Waiting in Phnom Penh By Luke Young

On March 1st of 2022, Laughing Ronin Press is releasing a collection of my poetry titled Waiting in Phnom Penh. Many of the poems in that collection are about the unique ways life hits you, sometimes with brutal and unpleasant force and at other times with joyous surprise or at least chaotic fascination. Hindsight can show us where the warnings might have been but often times the events happen with shock and terror and we’re left to pick up the pieces.

I like to think much of my poetry it is self-explanatory, but if you get a copy you’ll realize that some of the pieces are location-specific: Nevada, Minnesota, Cambodia, Germany, and this ties in my personal experiences into a broader one without borders. We often confine ourselves to a very limited series of connections whereas I like to see those things which have wide and incredible reach. It’s not always good how far that reach goes but it can be interesting or insightful nonetheless.

For a bit of brief background for context: I grew up around Cambodian refugees in the states of California and Washington from zero to five and then my family relocated to the still war-torn and violent nation of Cambodia to work in missions and aid. My family moved back and forth between Cambodia and the United States but I left home at seventeen years old and spent a while traveling before returning to Cambodia. Once I returned to Cambodia I married my wife Loralie who also grew up around Cambodian refugees, but in Minnesota and also spent the majority of her childhood and youth in Cambodia. We have four children together and three of them were born there and one in Thailand. In 2017 we decided to move back to the United States and have been in Minnesota since then. The icy winters, lack of fresh mangoes, and bland food have been very difficult to adjust to.

The title of the book comes from a poem of the same name. It’s a poem of longing, heartbreak, ancestry, mindfulness, anger, and ultimately solitude. My wife was visiting New Zealand and it was a particularly stormy and rough winter there, meanwhile, the dry season was in full effect where I was in Cambodia. The routine work week, child care, and lonely nights began to get to me and I channeled all of those feelings, including my ever present anger at the lack of planning or preservation which summarizes life in Cambodia, into a poem based out of loneliness and reconnection to my ancestral traditions. The piece contains many elements of my own dissonant world views as a non-Cambodian heavily influenced by Cambodian culture, zen philosophy, Marxian dialectics, and indigenous heritage. When I re-read the poem Waiting in Phnom Penh I feel a melancholy which encompasses much of how I still feel about that city and the love I shared with my wife there. It was painful much of the time, and yet the moments of beauty, adventure, and discovery gave it a lot of meaning.

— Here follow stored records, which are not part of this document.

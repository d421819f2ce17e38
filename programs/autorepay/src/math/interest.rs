use anchor_lang::prelude::*;
use crate::constants::{BPS_DENOMINATOR, SECONDS_PER_YEAR};
use crate::math::fixed_point::{mul_div, to_u64};

/// Simple interest on `outstanding` over `elapsed` seconds at an annual
/// rate in basis points:
/// outstanding * rate_bps * elapsed / (10_000 * SECONDS_PER_YEAR)
///
/// Computed with a u128 intermediate and truncated toward zero.
pub fn simple_interest(outstanding: u64, rate_bps: u64, elapsed: u64) -> Result<u64> {
    if outstanding == 0 || rate_bps == 0 || elapsed == 0 {
        return Ok(0);
    }
    let numerator = (outstanding as u128)
        .checked_mul(rate_bps as u128)
        .ok_or(crate::error::ErrorCode::MathOverflow)?;
    let denominator = (BPS_DENOMINATOR as u128) * (SECONDS_PER_YEAR as u128);
    to_u64(mul_div(numerator, elapsed as u128, denominator)?)
}

#[cfg(test)]
mod tests {
    use super::*;

    #[test]
    fn test_one_year_at_five_percent() {
        let interest = simple_interest(1_000_000_000, 500, SECONDS_PER_YEAR).unwrap();
        assert_eq!(interest, 50_000_000);
    }

    #[test]
    fn test_zero_inputs_accrue_nothing() {
        assert_eq!(simple_interest(0, 500, 1_000).unwrap(), 0);
        assert_eq!(simple_interest(1_000, 0, 1_000).unwrap(), 0);
        assert_eq!(simple_interest(1_000, 500, 0).unwrap(), 0);
    }

    #[test]
    fn test_large_balances_do_not_overflow() {
        let ten_years = SECONDS_PER_YEAR * 10;
        let interest = simple_interest(u64::MAX / 20, 1_000, ten_years).unwrap();
        assert_eq!(interest, u64::MAX / 20);
    }
}
use anchor_lang::prelude::*;
use anchor_spl::token::{Token, TokenAccount};
use crate::constants::*;
use crate::engine::BorrowArgs;
use crate::error::ErrorCode;
use crate::events::LoanCreated;
use crate::state::{LoanReceipt, LoanRecord, LoanVault, SupporterPosition, SupporterScope};

#[derive(Accounts)]
pub struct Borrow<'info> {
    #[account(mut)]
    pub borrower: Signer<'info>,

    #[account(
        mut,
        seeds = [LOAN_VAULT_SEED],
        bump = loan_vault.bump,
    )]
    pub loan_vault: Box<Account<'info, LoanVault>>,

    #[account(
        seeds = [SCOPE_SEED, &scope.scope_id.to_le_bytes()],
        bump = scope.bump,
    )]
    pub scope: Box<Account<'info, SupporterScope>>,

    #[account(
        mut,
        seeds = [POSITION_SEED, scope.key().as_ref(), &position.position_index.to_le_bytes()],
        bump = position.bump,
    )]
    pub position: Box<Account<'info, SupporterPosition>>,

    #[account(
        init,
        payer = borrower,
        space = LoanRecord::LEN,
        seeds = [LOAN_RECORD_SEED, &loan_vault.total_loans_created.to_le_bytes()],
        bump,
    )]
    pub loan_record: Box<Account<'info, LoanRecord>>,

    #[account(
        init,
        payer = borrower,
        space = LoanReceipt::LEN,
        seeds = [LOAN_RECEIPT_SEED, &loan_vault.total_loans_created.to_le_bytes()],
        bump,
    )]
    pub loan_receipt: Box<Account<'info, LoanReceipt>>,

    #[account(
        mut,
        seeds = [VAULT_TOKEN_SEED],
        bump = loan_vault.token_account_bump,
    )]
    pub vault_token_account: Account<'info, TokenAccount>,

    #[account(
        mut,
        constraint = borrower_token_account.owner == borrower.key() @ ErrorCode::Unauthorized,
        constraint = borrower_token_account.mint == loan_vault.settlement_mint @ ErrorCode::InvalidParameter,
    )]
    pub borrower_token_account: Account<'info, TokenAccount>,

    pub token_program: Program<'info, Token>,
    pub system_program: Program<'info, System>,
}

pub fn handler(mut ctx: Context<Borrow>, amount: u64) -> Result<()> {
    let now = Clock::get()?.unix_timestamp;
    let args = BorrowArgs {
        borrower: ctx.accounts.borrower.key(),
        position_key: ctx.accounts.position.key(),
        custodian: ctx.accounts.loan_vault.key(),
        amount,
        now,
    };

    let accounts = &mut ctx.accounts;
    let outcome = accounts.loan_vault.open_loan(
        args,
        &accounts.scope,
        &mut accounts.position,
        &mut accounts.loan_record,
        &mut accounts.loan_receipt,
    )?;
    accounts.loan_record.bump = ctx.bumps.loan_record;
    accounts.loan_receipt.bump = ctx.bumps.loan_receipt;

    // Disburse principal net of the origination fee
    let seeds = &[LOAN_VAULT_SEED, &[accounts.loan_vault.bump]];
    let signer_seeds = &[&seeds[..]];

    anchor_spl::token::transfer(
        CpiContext::new_with_signer(
            accounts.token_program.to_account_info(),
            anchor_spl::token::Transfer {
                from: accounts.vault_token_account.to_account_info(),
                to: accounts.borrower_token_account.to_account_info(),
                authority: accounts.loan_vault.to_account_info(),
            },
            signer_seeds,
        ),
        outcome.disbursed,
    )?;

    emit!(LoanCreated {
        loan_id: outcome.loan_id,
        borrower: accounts.borrower.key(),
        collateral: accounts.position.key(),
        principal: amount,
        origination_fee: outcome.origination_fee,
        disbursed: outcome.disbursed,
        collateral_value: outcome.collateral_value,
        timestamp: now,
    });

    Ok(())
}
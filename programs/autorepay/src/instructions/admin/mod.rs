pub mod initialize_loan_vault;
pub mod update_loan_config;
pub mod set_paused;
pub mod deposit_liquidity;
pub mod withdraw_liquidity;
pub mod withdraw_insurance;

pub use initialize_loan_vault::*;
pub use update_loan_config::*;
pub use set_paused::*;
pub use deposit_liquidity::*;
pub use withdraw_liquidity::*;
pub use withdraw_insurance::*;
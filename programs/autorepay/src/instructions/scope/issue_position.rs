use anchor_lang::prelude::*;
use crate::constants::*;
use crate::error::ErrorCode;
use crate::events::PositionIssued;
use crate::state::{ReservePool, SupporterPosition, SupporterScope};

#[derive(Accounts)]
pub struct IssuePosition<'info> {
    #[account(mut)]
    pub authority: Signer<'info>,

    #[account(
        mut,
        seeds = [SCOPE_SEED, &scope.scope_id.to_le_bytes()],
        bump = scope.bump,
        constraint = scope.authority == authority.key() @ ErrorCode::Unauthorized,
    )]
    pub scope: Box<Account<'info, SupporterScope>>,

    #[account(
        mut,
        seeds = [RESERVE_POOL_SEED, scope.key().as_ref()],
        bump = reserve_pool.bump,
    )]
    pub reserve_pool: Box<Account<'info, ReservePool>>,

    #[account(
        init,
        payer = authority,
        space = SupporterPosition::LEN,
        seeds = [POSITION_SEED, scope.key().as_ref(), &scope.positions_issued.to_le_bytes()],
        bump,
    )]
    pub position: Box<Account<'info, SupporterPosition>>,

    pub system_program: Program<'info, System>,
}

/// Mint a position whose cursor starts at the current index, so it earns
/// only yield deposited after issuance.
pub fn handler(
    ctx: Context<IssuePosition>,
    shares: u128,
    principal: u64,
    holder: Pubkey,
) -> Result<()> {
    require_keys_neq!(holder, Pubkey::default(), ErrorCode::InvalidParameter);

    let scope_key = ctx.accounts.scope.key();
    let position_key = ctx.accounts.position.key();
    let now = Clock::get()?.unix_timestamp;

    let scope = &mut ctx.accounts.scope;
    let position_index = scope.positions_issued;
    scope.record_issuance(shares, principal)?;

    let reserve = &mut ctx.accounts.reserve_pool;
    reserve.register_shares(shares)?;

    let position = &mut ctx.accounts.position;
    position.scope = scope_key;
    position.position_index = position_index;
    position.bump = ctx.bumps.position;
    position.holder = holder;
    position.shares = shares;
    position.claim_cursor = reserve.global_index;
    position.issued_at = now;

    emit!(PositionIssued {
        scope: scope_key,
        position: position_key,
        holder,
        shares,
        principal,
        claim_cursor: position.claim_cursor,
        timestamp: now,
    });

    Ok(())
}
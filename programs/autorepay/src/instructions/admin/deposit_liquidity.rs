use anchor_lang::prelude::*;
use anchor_spl::token::{Token, TokenAccount};
use crate::constants::*;
use crate::error::ErrorCode;
use crate::events::LiquidityDeposited;
use crate::state::LoanVault;

#[derive(Accounts)]
pub struct DepositLiquidity<'info> {
    #[account(mut)]
    pub admin: Signer<'info>,

    #[account(
        mut,
        seeds = [LOAN_VAULT_SEED],
        bump = loan_vault.bump,
        constraint = loan_vault.admin == admin.key() @ ErrorCode::Unauthorized,
    )]
    pub loan_vault: Box<Account<'info, LoanVault>>,

    #[account(
        mut,
        seeds = [VAULT_TOKEN_SEED],
        bump = loan_vault.token_account_bump,
    )]
    pub vault_token_account: Account<'info, TokenAccount>,

    #[account(
        mut,
        constraint = admin_token_account.owner == admin.key() @ ErrorCode::Unauthorized,
        constraint = admin_token_account.mint == loan_vault.settlement_mint @ ErrorCode::InvalidParameter,
    )]
    pub admin_token_account: Account<'info, TokenAccount>,

    pub token_program: Program<'info, Token>,
}

pub fn handler(ctx: Context<DepositLiquidity>, amount: u64) -> Result<()> {
    ctx.accounts.loan_vault.deposit_liquidity(amount)?;

    anchor_spl::token::transfer(
        CpiContext::new(
            ctx.accounts.token_program.to_account_info(),
            anchor_spl::token::Transfer {
                from: ctx.accounts.admin_token_account.to_account_info(),
                to: ctx.accounts.vault_token_account.to_account_info(),
                authority: ctx.accounts.admin.to_account_info(),
            },
        ),
        amount,
    )?;

    emit!(LiquidityDeposited {
        loan_vault: ctx.accounts.loan_vault.key(),
        depositor: ctx.accounts.admin.key(),
        amount,
        liquidity: ctx.accounts.loan_vault.liquidity,
        timestamp: Clock::get()?.unix_timestamp,
    });

    Ok(())
}
use anchor_lang::prelude::*;
use crate::constants::BPS_DENOMINATOR;
use crate::error::ErrorCode;

/// (a * b) / c in u128, truncating toward zero.
pub fn mul_div(a: u128, b: u128, c: u128) -> Result<u128> {
    if c == 0 {
        return Err(ErrorCode::DivisionByZero.into());
    }
    a.checked_mul(b)
        .ok_or(ErrorCode::MathOverflow)?
        .checked_div(c)
        .ok_or(ErrorCode::DivisionByZero.into())
}

/// floor(a * b / c) for a u64 `a` and u128 `b`, exact even when `a * b`
/// exceeds u128. Shift-and-add over the bits of `a`, keeping `rem < c`.
pub fn mul_div_wide(a: u64, b: u128, c: u128) -> Result<u128> {
    if c == 0 {
        return Err(ErrorCode::DivisionByZero.into());
    }
    let whole = (a as u128)
        .checked_mul(b / c)
        .ok_or(ErrorCode::MathOverflow)?;
    let r = b % c;

    // q * c + rem == (bits of `a` seen so far) * r
    let mut q: u128 = 0;
    let mut rem: u128 = 0;
    for bit in (0..64).rev() {
        q <<= 1;
        if rem >= c - rem {
            rem -= c - rem;
            q += 1;
        } else {
            rem += rem;
        }
        if (a >> bit) & 1 == 1 {
            if rem >= c - r {
                rem -= c - r;
                q += 1;
            } else {
                rem += r;
            }
        }
    }

    whole.checked_add(q).ok_or(ErrorCode::MathOverflow.into())
}

/// Multiply a value by basis points: (value * bps) / 10_000
pub fn bps_mul(value: u64, bps: u64) -> Result<u64> {
    let product = mul_div(value as u128, bps as u128, BPS_DENOMINATOR as u128)?;
    to_u64(product)
}

/// Narrow a u128 intermediate back to a token amount
pub fn to_u64(value: u128) -> Result<u64> {
    u64::try_from(value).map_err(|_| ErrorCode::MathOverflow.into())
}

pub fn checked_add(a: u64, b: u64) -> Result<u64> {
    a.checked_add(b).ok_or(ErrorCode::MathOverflow.into())
}

pub fn checked_sub(a: u64, b: u64) -> Result<u64> {
    a.checked_sub(b).ok_or(ErrorCode::MathUnderflow.into())
}

#[cfg(test)]
mod tests {
    use super::*;

    #[test]
    fn test_bps_mul_truncates() {
        assert_eq!(bps_mul(10_000, 100).unwrap(), 100);
        assert_eq!(bps_mul(199, 50).unwrap(), 0); // 0.995 rounds down
        assert_eq!(bps_mul(u64::MAX, 10_000).unwrap(), u64::MAX);
    }

    #[test]
    fn test_mul_div_uses_wide_intermediate() {
        let big = u64::MAX as u128;
        assert_eq!(mul_div(big, big, big).unwrap(), big);
        assert!(mul_div(u128::MAX, 2, 1).is_err());
        assert!(mul_div(1, 1, 0).is_err());
    }

    #[test]
    fn test_mul_div_wide_past_u128_product() {
        assert_eq!(mul_div_wide(3, 10, 4).unwrap(), 7);
        assert_eq!(mul_div_wide(u64::MAX, u128::MAX, u128::MAX).unwrap(), u64::MAX as u128);
        // 1e19 * 1e21 overflows u128
        let shares = 1_000_000_000_000_000_000_000u128;
        assert_eq!(
            mul_div_wide(10_000_000_000_000_000_000, shares, 4 * shares).unwrap(),
            2_500_000_000_000_000_000
        );
        assert_eq!(mul_div_wide(7, 1, 3).unwrap(), 2);
        assert!(mul_div_wide(1, 1, 0).is_err());
        assert!(mul_div_wide(2, u128::MAX, 1).is_err());
    }

    #[test]
    fn test_to_u64_rejects_wide_values() {
        assert!(to_u64(u64::MAX as u128 + 1).is_err());
        assert_eq!(to_u64(42).unwrap(), 42);
    }
}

One thing I’d like to make sure is clearly stated for my own posterity and because it amuses me greatly is that when I wrote the poem Hiropon I had no idea there was a famous sculpture from artist Takashi Murakami’s bodily fluids series with the same name. When I looked it up I was delightedly shocked and spent a good few minutes laughing to myself. I love the strange similarities and possible inferences one could make between my piece of writing and the sculpture. Murakami’s sculpture and title predate my poem by many years and in no way do I want to steal from the incredible artistic creativity and brilliance of his creations. I have definitely become a fan although very much by accident. The uses of the word Hiropon which Japanese acquaintances of mine introduced me to are the reason why I titled the poem that and I think with a little bit of discretionary reading it’s fairly obvious, although maybe only ethereally so, what I’m getting at. Maybe that’s vague but sometimes vagueness is necessary.

I hope with this book of poems that at the very least the reader can say, “Well that wasn’t entirely a waste of time.” If you are a stranger to me and ever show me a copy of my book I’ll buy you a drink of mezcal or if you’re not a drinker then something else and we can talk about birds, Sleep Token, sand, Bulgakov, pangolins or whatever comes to mind.

Bio: Luke Young is a writer, bibliophile, proletarian, bartender, amateur bird enthusiast and factotum. He is of mixed Indigenous and old colonial European American heritage. He grew up among Southeast Asian war refugees in the states of Washington and California before moving to Cambodia where he lived for the majority of the next seventeen years. He moved back to the United States in the autumn of 2017 with his wife and four children. He is awful at keeping in touch with people.